DATA FOR THE TASK:
════════
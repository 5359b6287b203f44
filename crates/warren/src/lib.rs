//! Warren: a no-GC memory and scheduling substrate for real-time pathfinding.
//!
//! This is the facade crate that re-exports the public API of all Warren
//! sub-crates. A pathfinding engine running many searches per frame builds
//! on four primitives, all addressed by integer handles instead of
//! references:
//!
//! - an open-set priority queue with O(log n) decrease-key,
//! - a slab allocator for short typed arrays,
//! - a hierarchical bitset with lock-free concurrent mutation,
//! - a double-ended circular buffer with stable absolute indices.
//!
//! # Quick start
//!
//! ```rust
//! use warren::prelude::*;
//!
//! let mut table = NodeTable::new(4);
//! let mut open = OpenSet::with_tie_break(TieBreak::Heuristic);
//! open.add(&mut table, NodeIndex(2), 5, 1).unwrap();
//! open.add(&mut table, NodeIndex(3), 2, 2).unwrap();
//! assert_eq!(open.remove(&mut table).node, NodeIndex(3));
//!
//! let mut slab = SlabAllocator::<NodeIndex>::default();
//! let edges = slab.allocate_from(&[NodeIndex(1), NodeIndex(2)]).unwrap();
//! assert_eq!(slab.get_span(edges).unwrap().len(), 2);
//!
//! let dirty = HierarchicalBitSet::new(1024).unwrap();
//! dirty.set(700);
//! assert_eq!(dirty.iter().collect::<Vec<_>>(), vec![700]);
//!
//! let mut path = CircularBuffer::new();
//! path.push_end(NodeIndex(0));
//! path.push_start(NodeIndex(9));
//! assert_eq!(path.get_absolute(-1), NodeIndex(9));
//! ```
//!
//! # Modules
//!
//! | Module | Sub-crate | Contents |
//! |--------|-----------|----------|
//! | [`core`] | `warren-core` | Views, node ids, heap slots, node table, allocator kinds |
//! | [`heap`] | `warren-heap` | Open-set priority queue |
//! | [`slab`] | `warren-slab` | Size-class slab allocator |
//! | [`bitset`] | `warren-bitset` | Hierarchical concurrent bitset |
//! | [`ring`] | `warren-ring` | Circular buffer and buffer pool |

#![deny(missing_docs)]
#![deny(rustdoc::broken_intra_doc_links)]
#![forbid(unsafe_code)]

/// Views, node identifiers, and shared traits (`warren-core`).
pub use warren_core as core;

/// Open-set priority queue (`warren-heap`).
///
/// [`heap::OpenSet`] orders nodes by `F = g + h` and keeps each queued
/// node's position in the caller's table for O(log n) decrease-key.
pub use warren_heap as heap;

/// Slab allocator (`warren-slab`).
pub use warren_slab as slab;

/// Hierarchical bitset (`warren-bitset`).
///
/// [`bitset::HierarchicalBitSet`] supports lock-free `set`/`reset` from
/// many threads and zero-allocation ascending enumeration.
pub use warren_bitset as bitset;

/// Circular buffer and pool (`warren-ring`).
pub use warren_ring as ring;

/// Common imports for typical Warren usage.
///
/// ```rust
/// use warren::prelude::*;
/// ```
pub mod prelude {
    // Core
    pub use warren_core::{
        AllocatorKind, HeapSlot, HeapSlots, MemoryFootprint, NodeIndex, NodeTable, SearchNode,
        View, ViewMut,
    };

    // Components
    pub use warren_bitset::HierarchicalBitSet;
    pub use warren_heap::{HeapConfig, OpenEntry, OpenSet, TieBreak};
    pub use warren_ring::{CircularBuffer, RingPool, RingPoolConfig};
    pub use warren_slab::{SlabAllocator, SlabConfig, SlabHandle};

    // Errors
    pub use warren_bitset::BitSetError;
    pub use warren_core::ViewError;
    pub use warren_heap::HeapError;
    pub use warren_ring::RingError;
    pub use warren_slab::SlabError;
}
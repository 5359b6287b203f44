//! Open-set priority scheduler for Warren shortest-path searches.
//!
//! [`OpenSet`] orders discovered-but-unfinalized nodes by `F = g + h`. It is
//! a 4-ary min-heap whose entries are correlated with the caller's node table
//! through a [`HeapSlot`](warren_core::HeapSlot) back-reference, which turns
//! decrease-key into an O(log n) sift instead of an O(n) search.
//!
//! # Ownership
//!
//! One search worker owns one `OpenSet`. It is created once per search
//! context and reset with [`OpenSet::clear`] between searches; its backing
//! storage is kept across resets.
//!
//! # Ordering
//!
//! Entries are compared by a packed 64-bit [`SortKey`]: the high half is `F`,
//! the low half a tie-breaker chosen by [`TieBreak`].

#![deny(missing_docs)]
#![deny(rustdoc::broken_intra_doc_links)]
#![forbid(unsafe_code)]

pub mod config;
pub mod error;
pub mod key;
pub mod open_set;

pub use config::{HeapConfig, TieBreak};
pub use error::HeapError;
pub use key::SortKey;
pub use open_set::{OpenEntry, OpenSet, ARITY};
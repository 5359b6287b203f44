//! The external per-node record table.
//!
//! Search state lives in a dense table owned by the graph, addressed by
//! [`NodeIndex`]. The open set never owns node records; it only reads and
//! writes each record's [`HeapSlot`] through the [`HeapSlots`] trait.

use std::ops::{Index, IndexMut};

use crate::id::{HeapSlot, NodeIndex};

/// Access to the heap-slot back-reference stored on each node record.
///
/// Implemented by whatever table holds per-node search state. The open set
/// keeps every queued node's slot in sync with its position, and resets it
/// to [`HeapSlot::NONE`] when the node leaves the heap.
pub trait HeapSlots {
    /// Current heap slot of `node`.
    fn heap_slot(&self, node: NodeIndex) -> HeapSlot;

    /// Record that `node` now lives at `slot`.
    fn set_heap_slot(&mut self, node: NodeIndex, slot: HeapSlot);
}

/// Per-node search state.
#[derive(Clone, Copy, Debug, PartialEq, Eq)]
pub struct SearchNode {
    /// Cost from the start node.
    pub g: u32,
    /// Heuristic estimate of the remaining cost.
    pub h: u32,
    /// Node this one was reached from, if any.
    pub parent: Option<NodeIndex>,
    /// Position in the open set.
    pub heap_slot: HeapSlot,
    /// Extra traversal cost added when entering this node.
    pub penalty: u32,
    /// Whether the node can be entered at all.
    pub walkable: bool,
    /// Whether the node has been finalized by the current search.
    pub closed: bool,
}

impl SearchNode {
    /// Total estimated cost `g + h`, saturating.
    #[inline]
    pub fn f(&self) -> u32 {
        self.g.saturating_add(self.h)
    }

    fn reset_search_state(&mut self) {
        self.g = u32::MAX;
        self.h = 0;
        self.parent = None;
        self.heap_slot = HeapSlot::NONE;
        self.closed = false;
    }
}

impl Default for SearchNode {
    fn default() -> Self {
        Self {
            g: u32::MAX,
            h: 0,
            parent: None,
            heap_slot: HeapSlot::NONE,
            penalty: 0,
            walkable: true,
            closed: false,
        }
    }
}

/// A dense table of [`SearchNode`] records.
///
/// The table is sized once at graph-build time. Searches reset the per-search
/// fields between runs; the static fields (`penalty`, `walkable`) survive.
#[derive(Clone, Debug, Default)]
pub struct NodeTable {
    nodes: Vec<SearchNode>,
}

impl NodeTable {
    /// Create a table of `len` walkable, zero-penalty nodes.
    pub fn new(len: usize) -> Self {
        Self {
            nodes: vec![SearchNode::default(); len],
        }
    }

    /// Number of nodes.
    pub fn len(&self) -> usize {
        self.nodes.len()
    }

    /// Whether the table has no nodes.
    pub fn is_empty(&self) -> bool {
        self.nodes.is_empty()
    }

    /// Record for `node`, or `None` if out of range.
    pub fn get(&self, node: NodeIndex) -> Option<&SearchNode> {
        self.nodes.get(node.index())
    }

    /// Mutable record for `node`, or `None` if out of range.
    pub fn get_mut(&mut self, node: NodeIndex) -> Option<&mut SearchNode> {
        self.nodes.get_mut(node.index())
    }

    /// Reset every per-search field, keeping `penalty` and `walkable`.
    pub fn reset_search_state(&mut self) {
        for node in &mut self.nodes {
            node.reset_search_state();
        }
    }

    /// Reset the per-search fields of a single node.
    ///
    /// Lets a search that tracks which nodes it touched undo only those
    /// instead of sweeping the whole table.
    ///
    /// # Panics
    ///
    /// Panics if `node` is out of range.
    pub fn reset_node(&mut self, node: NodeIndex) {
        self.nodes[node.index()].reset_search_state();
    }

    /// Iterate over `(index, record)` pairs.
    pub fn iter(&self) -> impl Iterator<Item = (NodeIndex, &SearchNode)> {
        self.nodes
            .iter()
            .enumerate()
            .map(|(i, n)| (NodeIndex(i as u32), n))
    }
}

impl Index<NodeIndex> for NodeTable {
    type Output = SearchNode;

    fn index(&self, node: NodeIndex) -> &SearchNode {
        &self.nodes[node.index()]
    }
}

impl IndexMut<NodeIndex> for NodeTable {
    fn index_mut(&mut self, node: NodeIndex) -> &mut SearchNode {
        &mut self.nodes[node.index()]
    }
}

impl HeapSlots for NodeTable {
    #[inline]
    fn heap_slot(&self, node: NodeIndex) -> HeapSlot {
        self.nodes[node.index()].heap_slot
    }

    #[inline]
    fn set_heap_slot(&mut self, node: NodeIndex, slot: HeapSlot) {
        self.nodes[node.index()].heap_slot = slot;
    }
}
════════
ASSIGNMENT: Working through the records above, copy each line in which "OpenSet" is found.

RESPONSE TO THE EXERCISE:
//! let mut open = OpenSet::with_tie_break(TieBreak::Heuristic);
/// [`heap::OpenSet`] orders nodes by `F = g + h` and keeps each queued
    pub use warren_heap::{HeapConfig, OpenEntry, OpenSet, TieBreak};
//! [`OpenSet`] orders discovered-but-unfinalized nodes by `F = g + h`. It is
//! One search worker owns one `OpenSet`. It is created once per search
//! context and reset with [`OpenSet::clear`] between searches; its backing
pub use open_set::{OpenEntry, OpenSet, ARITY};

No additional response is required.